### Description of the task:
Which lines below contain "image"? Pull them out.

• • • • • • •

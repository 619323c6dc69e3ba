//! Integration tests for fetching the catalog over HTTP.
//!
//! Each test starts its own fixture server on an ephemeral port.

use simple_shop_core::{Price, ProductId};
use simple_shop_integration_tests::{CatalogServer, catalog_json};
use simple_shop_storefront::catalog::{
    CatalogError, CatalogLocation, CatalogSource, HttpCatalogSource,
};
use simple_shop_storefront::storage::MemoryStorage;
use simple_shop_storefront::view::RecordingView;
use simple_shop_storefront::{Storefront, StorefrontSettings};

fn storefront() -> Storefront<MemoryStorage, RecordingView> {
    Storefront::new(
        MemoryStorage::new(),
        RecordingView::new(),
        StorefrontSettings::default(),
    )
}

#[tokio::test]
async fn test_http_source_fetches_products() {
    let server = CatalogServer::start(catalog_json(3)).await;
    let source = HttpCatalogSource::new(server.url("products.json")).expect("client");

    let products = source.fetch().await.expect("fetch catalog");

    assert_eq!(products.len(), 3);
    assert_eq!(products[2].id, ProductId::new(3));
    assert_eq!(products[2].price, Price::from_cents(375));
}

#[tokio::test]
async fn test_location_string_selects_http_source() {
    let server = CatalogServer::start(catalog_json(2)).await;
    let location: CatalogLocation = server
        .url("products.json")
        .as_str()
        .parse()
        .expect("parse location");

    let source = location.into_source().expect("build source");
    assert_eq!(source.fetch().await.expect("fetch catalog").len(), 2);
}

#[tokio::test]
async fn test_error_status_is_reported() {
    let server = CatalogServer::start(catalog_json(1)).await;
    let source = HttpCatalogSource::new(server.url("unavailable.json")).expect("client");

    assert!(matches!(source.fetch().await, Err(CatalogError::Status(503))));
}

#[tokio::test]
async fn test_missing_route_is_reported() {
    let server = CatalogServer::start(catalog_json(1)).await;
    let source = HttpCatalogSource::new(server.url("nope.json")).expect("client");

    assert!(matches!(source.fetch().await, Err(CatalogError::Status(404))));
}

#[tokio::test]
async fn test_malformed_responses_leave_catalog_empty() {
    let server = CatalogServer::start(catalog_json(1)).await;

    for path in ["broken.json", "wrong-shape.json", "unavailable.json"] {
        let source = HttpCatalogSource::new(server.url(path)).expect("client");
        let mut storefront = storefront();

        assert!(!storefront.load_catalog(&source).await, "{path}");
        assert!(storefront.catalog().is_empty(), "{path}");
        assert!(storefront.view().events().is_empty(), "{path}");
    }
}

#[tokio::test]
async fn test_unreachable_server_leaves_catalog_empty() {
    // Bind and immediately drop a listener to get a port nobody listens on.
    let listener = std::net::TcpListener::bind("127.0.0.1:0").expect("bind");
    let addr = listener.local_addr().expect("addr");
    drop(listener);

    let url = format!("http://{addr}/products.json").parse().expect("url");
    let source = HttpCatalogSource::new(url).expect("client");
    let mut storefront = storefront();

    assert!(!storefront.load_catalog(&source).await);
    assert!(storefront.catalog().is_empty());
    assert!(!storefront.add_to_cart(ProductId::new(1)));
}
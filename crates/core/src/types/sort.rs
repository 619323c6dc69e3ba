//! Catalog sort orders.

use std::cmp::Ordering;

use serde::{Deserialize, Serialize};
use thiserror::Error;

use super::product::Product;

/// Ordering applied to the catalog by the sort buttons.
#[derive(Debug, Clone, Copy, PartialEq, Eq, Hash, Serialize, Deserialize)]
#[serde(rename_all = "snake_case")]
pub enum SortOrder {
    /// Cheapest first ("Low to High").
    PriceAscending,
    /// Most expensive first ("High to Low").
    PriceDescending,
}

impl SortOrder {
    /// Compare two products under this ordering.
    #[must_use]
    pub fn compare(self, a: &Product, b: &Product) -> Ordering {
        match self {
            Self::PriceAscending => a.price.cmp(&b.price),
            Self::PriceDescending => b.price.cmp(&a.price),
        }
    }
}

/// Error returned when a sort order name is not recognised.
#[derive(Debug, Clone, PartialEq, Eq, Error)]
#[error("invalid sort order: {0} (expected asc or desc)")]
pub struct ParseSortOrderError(String);

impl std::fmt::Display for SortOrder {
    fn fmt(&self, f: &mut std::fmt::Formatter<'_>) -> std::fmt::Result {
        match self {
            Self::PriceAscending => write!(f, "asc"),
            Self::PriceDescending => write!(f, "desc"),
        }
    }
}

impl std::str::FromStr for SortOrder {
    type Err = ParseSortOrderError;

    fn from_str(s: &str) -> Result<Self, Self::Err> {
        match s.to_ascii_lowercase().as_str() {
            "asc" | "low-high" | "price_ascending" => Ok(Self::PriceAscending),
            "desc" | "high-low" | "price_descending" => Ok(Self::PriceDescending),
            _ => Err(ParseSortOrderError(s.to_string())),
        }
    }
}
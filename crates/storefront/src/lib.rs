//! Simple Shop Storefront library.
//!
//! The catalog and cart state engine behind the storefront widget, as a
//! library so it can be driven by any view and tested without one.
//!
//! # Modules
//!
//! - [`catalog`] - Product list, sorting, paging and catalog sources
//! - [`cart`] - Cart lines, totals and persistence
//! - [`storage`] - Durable key/value storage backends
//! - [`state`] - The [`Storefront`] state container
//! - [`intent`] - Commands emitted by the view
//! - [`view`] - Rendering boundary and bundled views

#![cfg_attr(not(test), forbid(unsafe_code))]

pub mod cart;
pub mod catalog;
pub mod config;
pub mod error;
pub mod intent;
pub mod state;
pub mod storage;
pub mod view;

pub use state::{Storefront, StorefrontSettings};
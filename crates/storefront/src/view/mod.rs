//! Rendering boundary.
//!
//! The state engine never draws anything itself. After each state change it
//! hands display-ready data to a [`ViewNotifier`]; the view turns user input
//! back into [`Intent`](crate::intent::Intent)s and never touches state
//! directly.

mod recording;
mod terminal;

use serde::Serialize;
use simple_shop_core::{CartLine, PaginationControls, Product, ProductId, Totals};

pub use recording::{RecordingView, ViewEvent};
pub use terminal::TerminalView;

/// Receives redraw requests from the state engine.
pub trait ViewNotifier {
    /// The products on the current page changed.
    fn render_products(&mut self, products: &[Product]);

    /// The pagination bar changed.
    fn render_pagination(&mut self, controls: &PaginationControls);

    /// The cart changed.
    fn render_cart(&mut self, cart: &CartView);

    /// Show a transient message.
    fn notify(&mut self, notification: &Notification);
}

// =============================================================================
// Display Models
// =============================================================================

/// Cart line display data.
#[derive(Debug, Clone, PartialEq, Eq, Serialize)]
pub struct CartLineView {
    pub id: ProductId,
    pub name: String,
    pub image: String,
    pub quantity: u32,
    pub price: String,
    pub line_price: String,
}

/// Cart display data.
#[derive(Debug, Clone, PartialEq, Eq, Serialize)]
pub struct CartView {
    pub items: Vec<CartLineView>,
    pub total: String,
    pub item_count: u64,
}

impl CartView {
    /// Create an empty cart.
    #[must_use]
    pub fn empty() -> Self {
        Self {
            items: Vec::new(),
            total: "$0.00".to_string(),
            item_count: 0,
        }
    }

    /// Build the display model from lines and their precomputed totals.
    #[must_use]
    pub fn new(lines: &[CartLine], totals: Totals) -> Self {
        Self {
            items: lines.iter().map(CartLineView::from).collect(),
            total: totals.total_price.display(),
            item_count: totals.item_count,
        }
    }

    /// Build the display model, computing totals from the lines.
    ///
    /// Returns `None` if the totals overflow.
    #[must_use]
    pub fn from_lines(lines: &[CartLine]) -> Option<Self> {
        Totals::from_lines(lines).map(|totals| Self::new(lines, totals))
    }

    #[must_use]
    pub fn is_empty(&self) -> bool {
        self.items.is_empty()
    }
}

impl From<&CartLine> for CartLineView {
    fn from(line: &CartLine) -> Self {
        Self {
            id: line.id,
            name: line.name.clone(),
            image: line.image.clone(),
            quantity: line.quantity.get(),
            price: line.price.display(),
            line_price: line
                .line_total()
                .map_or_else(String::new, |total| total.display()),
        }
    }
}

/// What a notification is about.
#[derive(Debug, Clone, Copy, PartialEq, Eq, Serialize)]
#[serde(rename_all = "snake_case")]
pub enum NotificationKind {
    AddedToCart,
    CartCleared,
}

/// A transient success message.
#[derive(Debug, Clone, PartialEq, Eq, Serialize)]
pub struct Notification {
    pub kind: NotificationKind,
    pub message: String,
}

impl Notification {
    #[must_use]
    pub fn added_to_cart(product_name: &str) -> Self {
        Self {
            kind: NotificationKind::AddedToCart,
            message: format!("{product_name} added to cart!"),
        }
    }

    #[must_use]
    pub fn cart_cleared() -> Self {
        Self {
            kind: NotificationKind::CartCleared,
            message: "Cart has been cleared!".to_string(),
        }
    }
}

impl std::fmt::Display for Notification {
    fn fmt(&self, f: &mut std::fmt::Formatter<'_>) -> std::fmt::Result {
        f.write_str(&self.message)
    }
}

• • • • • • •

### Task solution:
    pub image: String,
            image: line.image.clone(),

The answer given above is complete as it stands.